🤖 AI Summary
Deep neural network (DNN) acceleration on heterogeneous dataflow accelerators faces two key bottlenecks: high off-chip memory traffic due to coarse-grained per-layer mapping, and insufficient latency responsiveness for edge deployment caused by batch-level pipelining.
Method: This work proposes a fine-grained, depth-first scheduling methodology that enables efficient layer-fused DNN mapping onto heterogeneous multi-core accelerators.
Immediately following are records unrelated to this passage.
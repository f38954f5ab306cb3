//! Object store access for dependents.
//!
//! The reconciler, updater and label propagator talk to the cluster only
//! through [`ResourceStore`], so they run unchanged against the API server
//! ([`KubeStore`]) or an in-memory fake ([`MemoryStore`]).

mod kube_store;
mod memory;

pub use kube_store::KubeStore;
pub use memory::{MemoryStore, StoreOperation};

use std::collections::{BTreeMap, BTreeSet};

use async_trait::async_trait;

use crate::controller::error::Result;
use crate::resources::{DependentKind, DependentManifest};

/// Outcome of a conditional create.
#[derive(Clone, Debug, PartialEq, Eq)]
pub enum CreateOutcome {
    /// The object was created by this call.
    Created(String),
    /// An object with the same name already existed and was left untouched.
    AlreadyExists(String),
}

impl CreateOutcome {
    pub fn name(&self) -> &str {
        match self {
            CreateOutcome::Created(name) | CreateOutcome::AlreadyExists(name) => name,
        }
    }

    pub fn created(&self) -> bool {
        matches!(self, CreateOutcome::Created(_))
    }
}

/// Label changes to apply: `Some` sets a label, `None` removes it.
pub type LabelPatch = BTreeMap<String, Option<String>>;

/// Cluster operations on dependents.
///
/// Implementations must be Send + Sync for use across async tasks.
#[async_trait]
pub trait ResourceStore: Send + Sync {
    /// Names of the existing objects of `kind` in `namespace`.
    async fn list_names(&self, kind: DependentKind, namespace: &str) -> Result<BTreeSet<String>>;

    /// Create `manifest` unless an object with its name already exists.
    async fn create(&self, namespace: &str, manifest: DependentManifest) -> Result<CreateOutcome>;

    /// Merge `patch` into the labels of an existing object.
    ///
    /// Must fail rather than overwrite when the object changed concurrently.
    async fn patch_labels(
        &self,
        kind: DependentKind,
        namespace: &str,
        name: &str,
        patch: &LabelPatch,
    ) -> Result<()>;

    /// Set the storage request of an existing PersistentVolumeClaim.
    async fn patch_storage_request(&self, namespace: &str, name: &str, size: &str) -> Result<()>;
}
Contribution/Results: We introduce Stream—a first-of-its-kind open-source modeling framework jointly optimizing multi-granularity scheduling and heterogeneous architecture—and reveal the decisive impact of high-level architectural choices on energy efficiency. Leveraging scheduling modeling, multi-objective optimization (energy/delay/memory), layer-fused DNN representation, and hardware-abstracted simulation, Stream achieves <5% measurement error across three state-of-the-art hardware platforms. Compared to conventional layer-granularity scheduling, it improves the energy-delay product by up to 30× and delivers core-to-heterogeneous-multi-core speedups of 2.4–30×.
📝 Abstract
To keep up with the ever-growing performance demand of neural networks, specialized hardware (HW) accelerators are shifting towards multi-core and chiplet architectures. So far, these multi-accelerator systems exploit the increased parallelism by pipelining different NN layers across input batches on different cores to increase throughput. Yet, when pursuing this with non-batched layer-by-layer scheduling of latency-critical applications, this fails to fully exploit the available HW resources towards energy-efficient execution at the edge. This work, therefore, enables fine-grained depth-first scheduling of layer-fused DNNs onto multi-core architectures through an open-source modeling framework called Stream. Stream is capable of representing a wide range of scheduling granularities and HW architectures and optimizes execution schedules towards minimal energy, minimal latency and/or minimal memory footprint for constrained edge devices. We validate against three SotA HW implementations employing layer-fused scheduling showing tight matching with measured efficiencies. Using Stream in further explorations, we demonstrate that high-level architectural decisions greatly impact hardware efficiency under the fine-grained scheduling paradigm, reducing the energy-delay product from 2.4x for single-core architectures to up to 30x for heterogeneous multi-core architectures compared to the traditional scheduling at layer granularity.